Written together with Luke Laird and Barry Dean, Eric Church had those fans in mind on the day this song was born, as the trio of cowriters reflected on the event he had headlined just two nights before tragedy struck.

“I looked out there, at that crowd, in that place … I was so moved by it,” he said onstage at the Grand Ole Opry just days later, where he famously performed his reflective “Why Not Me.” “I saw them with their hands in the air. I saw them with boots in the air. And what I saw, that moment in time was frozen.”

That moment of camaraderie and passion that was preserved in Church’s memory now comes to life in the chorus of “Through My Ray Bans”: “Everybody’s got their arms around everybody else’s shoulders / Guarding against the world outside like an army of Friday night soldiers / The battle wages tomorrow but tonight you don’t give a damn / Wish you could stay the way I see you through my Ray-Bans.”

In addition to its powerful source of inspiration, the song also takes on new meaning as live shows have come to a halt. Church shared an initial sneak peek of “Through My Ray-Bans” earlier this year, as he offered a defiant spoken-word performance which proclaimed “I don’t believe in fear. I don’t believe in panic. I don’t believe, in all of its complexity, this damn virus has any idea what it’s up against: the American resolve, steeled by the world, steadied by faith, calmed by song, healed by prayer. Oh I believe; damn right I believe. I believe these halls will roar again. These stadiums will be deafening in the answer to this enemy. The silence of now will cower at the noise of soon … And I believe, I believe our best is yet to come. We shall rage. We shall roar. I cannot wait to see you again, through my Ray-Bans.”
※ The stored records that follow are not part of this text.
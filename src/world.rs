use std::mem;

use rand::Rng;
use serde::{Deserialize, Serialize};
use tracing::info;

use crate::scenario::SimulationParams;

pub const DEFAULT_CAPACITY: usize = 10_000;
pub const MOVE_SPEED: f64 = 5.0;

pub const OUTSIDE_MIN_X: f64 = -30.0;
pub const OUTSIDE_MAX_X: f64 = -0.5;
pub const INSIDE_MIN_X: f64 = 0.5;
pub const INSIDE_MAX_X: f64 = 30.0;
pub const Z_MIN: f64 = -20.0;
pub const Z_MAX: f64 = 20.0;

const LIFESPAN_CENTER: f64 = 78.0;
const LIFESPAN_WIDTH: f64 = 30.0;
const MIN_LIFESPAN: f64 = 1.0;
const MAX_LIFESPAN: f64 = 100.0;
/// Initial agents start with ages spread over `[0, 40)` years.
const INITIAL_AGE_SPREAD: f64 = 40.0;

#[derive(Debug, Clone, Copy, PartialEq, Eq, PartialOrd, Ord, Hash, Serialize, Deserialize)]
pub struct AgentId(u64);

impl AgentId {
    pub fn raw(self) -> u64 {
        self.0
    }

    #[cfg(test)]
    pub(crate) const fn from_raw(raw: u64) -> Self {
        Self(raw)
    }
}

#[derive(Debug, Clone, Copy, PartialEq, Eq, Hash, Serialize, Deserialize)]
pub enum Group {
    Native,
    LegalImmigrant,
    IllegalImmigrant,
    Outsider,
}

impl Group {
    pub const ALL: [Group; 4] = [
        Group::Native,
        Group::LegalImmigrant,
        Group::IllegalImmigrant,
        Group::Outsider,
    ];

    /// Everyone except Outsiders lives on the inside of the border.
    pub fn is_inside(self) -> bool {
        !matches!(self, Group::Outsider)
    }

    pub fn region(self) -> Region {
        if self.is_inside() {
            INSIDE_REGION
        } else {
            OUTSIDE_REGION
        }
    }

    pub fn label(self) -> &'static str {
        match self {
            Group::Native => "Native",
            Group::LegalImmigrant => "Legal Immigrant",
            Group::IllegalImmigrant => "Illegal Immigrant",
            Group::Outsider => "Outsider",
        }
    }
}

/// Axis-aligned rectangle an agent is confined to.
#[derive(Debug, Clone, Copy, PartialEq)]
pub struct Region {
    pub min_x: f64,
    pub max_x: f64,
    pub min_z: f64,
    pub max_z: f64,
}

pub const OUTSIDE_REGION: Region = Region {
    min_x: OUTSIDE_MIN_X,
    max_x: OUTSIDE_MAX_X,
    min_z: Z_MIN,
    max_z: Z_MAX,
};

pub const INSIDE_REGION: Region = Region {
    min_x: INSIDE_MIN_X,
    max_x: INSIDE_MAX_X,
    min_z: Z_MIN,
    max_z: Z_MAX,
};

impl Region {
    pub fn contains(&self, x: f64, z: f64) -> bool {
        (self.min_x..=self.max_x).contains(&x) && (self.min_z..=self.max_z).contains(&z)
    }

    pub fn sample_point<R: Rng + ?Sized>(&self, rng: &mut R) -> (f64, f64) {
        let x = rng.gen::<f64>() * (self.max_x - self.min_x) + self.min_x;
        let z = rng.gen::<f64>() * (self.max_z - self.min_z) + self.min_z;
        (x, z)
    }
}

#[derive(Debug, Clone, PartialEq, Serialize, Deserialize)]
pub struct Agent {
    pub id: AgentId,
    pub x: f64,
    pub z: f64,
    pub vx: f64,
    pub vz: f64,
    pub group: Group,
    pub age: f64,
    pub lifespan: f64,
    pub visual_scale: f64,
    pub dying: bool,
}

impl Agent {
    /// Agent created by a (re)initialisation: already materialised, mixed age.
    pub fn initial<R: Rng + ?Sized>(id: AgentId, group: Group, rng: &mut R) -> Self {
        let mut agent = Self::fresh(id, group, rng);
        agent.age = rng.gen::<f64>() * INITIAL_AGE_SPREAD;
        agent.visual_scale = 1.0;
        agent
    }

    /// Outsider topping up the pending-entry pool; animates in from scale 0.
    pub fn replenished<R: Rng + ?Sized>(id: AgentId, rng: &mut R) -> Self {
        let mut agent = Self::fresh(id, Group::Outsider, rng);
        agent.age = rng.gen::<f64>() * INITIAL_AGE_SPREAD;
        agent
    }

    pub fn newborn<R: Rng + ?Sized>(id: AgentId, parent: &Agent, rng: &mut R) -> Self {
        let (vx, vz) = random_velocity(rng);
        Self {
            id,
            x: parent.x,
            z: parent.z,
            vx,
            vz,
            group: parent.group,
            age: 0.0,
            lifespan: random_lifespan(rng),
            visual_scale: 0.0,
            dying: false,
        }
    }

    fn fresh<R: Rng + ?Sized>(id: AgentId, group: Group, rng: &mut R) -> Self {
        let (x, z) = group.region().sample_point(rng);
        let (vx, vz) = random_velocity(rng);
        Self {
            id,
            x,
            z,
            vx,
            vz,
            group,
            age: 0.0,
            lifespan: random_lifespan(rng),
            visual_scale: 0.0,
            dying: false,
        }
    }

    pub fn is_active(&self) -> bool {
        !self.dying
    }
}

pub fn random_velocity<R: Rng + ?Sized>(rng: &mut R) -> (f64, f64) {
    let vx = (rng.gen::<f64>() - 0.5) * MOVE_SPEED;
    let vz = (rng.gen::<f64>() - 0.5) * MOVE_SPEED;
    (vx, vz)
}

pub fn random_lifespan<R: Rng + ?Sized>(rng: &mut R) -> f64 {
    let raw = LIFESPAN_CENTER + (rng.gen::<f64>() - 0.5) * LIFESPAN_WIDTH;
    raw.clamp(MIN_LIFESPAN, MAX_LIFESPAN)
}

/// Ordered store of every live agent. Insertions past the capacity ceiling
/// are dropped without error.
#[derive(Debug, Clone)]
pub struct Population {
    agents: Vec<Agent>,
    next_id: u64,
    capacity: usize,
    saturated: bool,
}

impl Population {
    pub fn new(capacity: usize) -> Self {
        Self {
            agents: Vec::new(),
            next_id: 1,
            capacity,
            saturated: false,
        }
    }

    pub fn capacity(&self) -> usize {
        self.capacity
    }

    pub fn len(&self) -> usize {
        self.agents.len()
    }

    pub fn is_empty(&self) -> bool {
        self.agents.is_empty()
    }

    pub fn is_full(&self) -> bool {
        self.agents.len() >= self.capacity
    }

    pub fn spare_capacity(&self) -> usize {
        self.capacity.saturating_sub(self.agents.len())
    }

    pub fn agents(&self) -> &[Agent] {
        &self.agents
    }

    pub fn iter(&self) -> impl Iterator<Item = &Agent> {
        self.agents.iter()
    }

    pub fn get(&self, id: AgentId) -> Option<&Agent> {
        // Ids are assigned in creation order, which is also storage order.
        self.agents
            .binary_search_by_key(&id, |agent| agent.id)
            .ok()
            .map(|index| &self.agents[index])
    }

    pub fn count_active(&self, group: Group) -> usize {
        self.agents
            .iter()
            .filter(|agent| agent.group == group && agent.is_active())
            .count()
    }

    pub fn allocate_id(&mut self) -> AgentId {
        let id = AgentId(self.next_id);
        self.next_id += 1;
        id
    }

    pub fn insert(&mut self, agent: Agent) -> Option<AgentId> {
        if self.is_full() {
            self.mark_saturated();
            return None;
        }
        let id = agent.id;
        self.agents.push(agent);
        Some(id)
    }

    /// Appends agents in order until the ceiling is hit. Returns how many were dropped.
    pub fn extend(&mut self, agents: impl IntoIterator<Item = Agent>) -> usize {
        let mut dropped = 0;
        for agent in agents {
            if self.insert(agent).is_none() {
                dropped += 1;
            }
        }
        dropped
    }

    pub fn retain(&mut self, keep: impl FnMut(&Agent) -> bool) {
        self.agents.retain(keep);
    }

    /// Hands the agents to a system that rebuilds the next generation.
    pub fn take_agents(&mut self) -> Vec<Agent> {
        mem::take(&mut self.agents)
    }

    pub fn restore_agents(&mut self, agents: Vec<Agent>) {
        self.agents = agents;
        self.agents.truncate(self.capacity);
    }

    /// Records that the ceiling suppressed a spawn. Returns true the first
    /// time this happens since the last reset.
    pub fn mark_saturated(&mut self) -> bool {
        if self.saturated {
            return false;
        }
        self.saturated = true;
        tracing::warn!(
            capacity = self.capacity,
            "population ceiling reached; further spawns are dropped"
        );
        true
    }

    pub fn clear(&mut self) {
        self.agents.clear();
        self.next_id = 1;
        self.saturated = false;
    }
}

/// Running total of simulated years.
#[derive(Debug, Clone, Default)]
pub struct SimulationClock {
    total_years: f64,
}

impl SimulationClock {
    pub fn new() -> Self {
        Self::default()
    }

    /// Converts a real-time delta into simulated years and accumulates them.
    /// Deltas or speeds that would move the clock backwards count as zero.
    pub fn advance(&mut self, delta_seconds: f64, time_speed: f64) -> f64 {
        let step_years = delta_seconds * time_speed;
        let step_years = if step_years.is_finite() && step_years > 0.0 {
            step_years
        } else {
            0.0
        };
        self.total_years += step_years;
        step_years
    }

    pub fn total_years(&self) -> f64 {
        self.total_years
    }

    pub fn reset(&mut self) {
        self.total_years = 0.0;
    }
}

pub struct World {
    step: u64,
    clock: SimulationClock,
    params: SimulationParams,
    pub(crate) population: Population,
}

impl World {
    pub fn new(params: SimulationParams, capacity: usize) -> Self {
        Self {
            step: 0,
            clock: SimulationClock::new(),
            params,
            population: Population::new(capacity),
        }
    }

    /// Discards every agent and the clock, then seeds the initial natives and
    /// outsiders from the current parameters.
    pub fn reset<R: Rng + ?Sized>(&mut self, rng: &mut R) {
        self.step = 0;
        self.clock.reset();
        self.population.clear();
        for _ in 0..self.params.initial_natives {
            let id = self.population.allocate_id();
            self.population.insert(Agent::initial(id, Group::Native, rng));
        }
        for _ in 0..self.params.initial_outsiders {
            let id = self.population.allocate_id();
            self.population.insert(Agent::initial(id, Group::Outsider, rng));
        }
        info!(
            natives = self.params.initial_natives,
            outsiders = self.params.initial_outsiders,
            stored = self.population.len(),
            "population initialised"
        );
    }

    pub fn step(&self) -> u64 {
        self.step
    }

    pub fn elapsed_years(&self) -> f64 {
        self.clock.total_years()
    }

    pub fn advance_clock(&mut self, delta_seconds: f64) -> f64 {
        self.step += 1;
        self.clock.advance(delta_seconds, self.params.time_speed)
    }

    pub fn params(&self) -> &SimulationParams {
        &self.params
    }

    pub fn params_mut(&mut self) -> &mut SimulationParams {
        &mut self.params
    }

    pub fn population(&self) -> &Population {
        &self.population
    }

    pub fn population_mut(&mut self) -> &mut Population {
        &mut self.population
    }
}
“Through My Ray Bans” is the latest in a series of new music releases from Church, including single “Stick That In Your Country Song,” Bad Mother Trucker,” Crazyland and “Hell Of A View,” which the Male Vocalist and Entertainer of the Year nominee will perform on the upcoming CMA Awards, broadcasting Wednesday, Nov. 11 on ABC.
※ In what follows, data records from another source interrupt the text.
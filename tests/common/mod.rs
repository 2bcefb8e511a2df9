#![allow(dead_code)]

use crossover::{Engine, EngineBuilder, EngineSettings, Scenario, SimulationParams};
use crossover::systems::{LifecycleSystem, ReplenishmentSystem};

pub fn quiet_params() -> SimulationParams {
    SimulationParams {
        time_speed: 1.0,
        legal_acceptance_rate: 0.0,
        illegal_success_rate: 0.0,
        tfr_native: 0.0,
        tfr_legal: 0.0,
        tfr_illegal: 0.0,
        initial_natives: 0,
        initial_outsiders: 0,
    }
}

pub fn build_engine(seed: u64, capacity: usize, params: SimulationParams) -> Engine {
    let mut scenario = Scenario::new("test", seed);
    scenario.capacity = capacity;
    EngineBuilder::new(EngineSettings::from_scenario(&scenario), params)
        .with_system(LifecycleSystem::new())
        .with_system(ReplenishmentSystem::new())
        .build()
}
In addition to the official releases, Church has also shared previews of unreleased music with performances on ACM Presents: Our Country (“Never Break Heart”) and Stagecouch (“Jenny”).

The new music follows Church’s most recent critically acclaimed project, 2018’s Desperate Man, his sixth studio album which was named one of the year’s best by Billboard, Entertainment Weekly, Esquire, Los Angeles Times, NPR, Rolling Stone, Variety and Vulture, also earning a GRAMMY nod for Best Country Album (his third nomination in the category).

For more information, visit www.ericchurch.com and follow on Facebook and Twitter @ericchurch and Instagram @ericchurchmusic.

About Eric Church:
The three-time Country Music Association and seven-time Academy of Country Music Award winner released his most recent critically acclaimed and GRAMMY nominated album, Desperate Man, atop the Billboard Country Albums chart in late 2018. The album, featuring his latest No. 1 hit “Some Of It,” also debuted at No. 5 on the all-genre Billboard 200. Church returned to the road in 2019 for his chart-topping Double Down Tour, with back-to-back nights of two unique shows sans-opening act giving fans 6+ hours of his iconic music in each city. The tour also featured a massive stop at Nissan Stadium in Nashville, where Church broke the venue’s concert attendance record with 56,521 fans just two weeks before awing the same stadium’s audience with a 30-minute, solo acoustic CMA Fest set featuring a medley of 17 hits. “Stick That In Your Country Song,” released on June 25, is the lead single off a forthcoming project born from a sequestered session in rural North Carolina where he wrote and recorded a song per day for nearly a month.